Lift every line from the entries that includes the word "format".

Saved entries
Start of Block

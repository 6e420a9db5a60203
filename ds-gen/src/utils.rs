//! File helpers for the `ds-gen` binary: loading dictionaries and count overrides, and writing
//! generated batches and submission orders.
use std::collections::HashMap;
use std::fs::File;
use std::io::{
    BufWriter,
    Write,
};
use std::path::{
    Path,
    PathBuf,
};

use chrono::Utc;
use ds_core::errors::*;
use serde_json::{
    json,
    Map,
    Value,
};
use tracing::{
    debug,
    info,
    instrument,
};

use crate::model::{
    EntityDefinition,
    SynthesizedRecord,
};

/// Name of the submission order file.
pub const SUBMISSION_ORDER_FILE: &str = "DataImportOrderPath.txt";

/// Load a dictionary (entity type name → schema object) from a JSON or YAML file.
///
/// The file's key order is kept since it is the tie-break order for generation.
#[instrument]
pub fn load_dictionary(path: &Path) -> Result<Map<String, Value>> {
    let contents = std::fs::read_to_string(path).with_context(|| format!("reading {}", path.display()))?;
    let is_yaml = path.extension().is_some_and(|ext| ext == "yaml" || ext == "yml");

    let value: Value = if is_yaml {
        serde_yaml::from_str(&contents).with_context(|| format!("parsing {} as YAML", path.display()))?
    } else {
        serde_json::from_str(&contents).with_context(|| format!("parsing {} as JSON", path.display()))?
    };

    match value {
        Value::Object(map) => {
            info!(entries = map.len(), "dictionary loaded");
            Ok(map)
        },
        other => bail!("dictionary in {} must be a mapping, found {}", path.display(), ds_core::jsonutils::type_name(&other)),
    }
}

/// Load per-entity-type requested counts from a JSON object of `name: count` pairs.
#[instrument]
pub fn load_instance_counts(path: &Path) -> Result<HashMap<String, usize>> {
    let file = File::open(path).with_context(|| format!("file {} does not exist", path.display()))?;
    serde_json::from_reader(file).with_context(|| format!("cannot load instance counts from {}", path.display()))
}

/// Write one batch as a pretty-printed JSON array to `<output_dir>/<entity_type>.json`.
#[instrument(skip(records), fields(records = records.len()))]
pub fn write_batch_file(output_dir: &Path, entity_type: &str, records: &[SynthesizedRecord]) -> Result<PathBuf> {
    let path = output_dir.join(format!("{entity_type}.json"));
    let file = File::create(&path)?;
    serde_json::to_writer_pretty(BufWriter::new(file), records)?;

    debug!("Batch written to: {}", path.display());
    Ok(path)
}

/// Write `name<TAB>category` lines for each entity type in `order`.
#[instrument(skip(order), fields(entity_types = order.len()))]
pub fn write_submission_order(output_dir: &Path, order: &[&EntityDefinition]) -> Result<PathBuf> {
    let path = output_dir.join(SUBMISSION_ORDER_FILE);
    let mut file = BufWriter::new(File::create(&path)?);
    for definition in order {
        writeln!(file, "{}\t{}", definition.name, definition.category)?;
    }
    file.flush()?;

    info!("Submission order written to: {}", path.display());
    Ok(path)
}

/// Write a `metadata.json` describing the run into `output_dir`.
#[instrument]
pub fn write_run_metadata(output_dir: &Path) -> Result<PathBuf> {
    let metadata = json!({
        "timestamp": Utc::now().to_rfc3339(),
        "version": env!("CARGO_PKG_VERSION"),
        "command_args": std::env::args().collect::<Vec<_>>()
    });

    let path = output_dir.join("metadata.json");
    let mut file = File::create(&path)?;
    file.write_all(serde_json::to_string_pretty(&metadata)?.as_bytes())?;
    Ok(path)
}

End of Block

- **Solution for this task**
    let contents = std::fs::read_to_string(path).with_context(|| format!("reading {}", path.display()))?;
        serde_yaml::from_str(&contents).with_context(|| format!("parsing {} as YAML", path.display()))?
        serde_json::from_str(&contents).with_context(|| format!("parsing {} as JSON", path.display()))?
    let file = File::open(path).with_context(|| format!("file {} does not exist", path.display()))?;
    serde_json::from_reader(file).with_context(|| format!("cannot load instance counts from {}", path.display()))
    let path = output_dir.join(format!("{entity_type}.json"));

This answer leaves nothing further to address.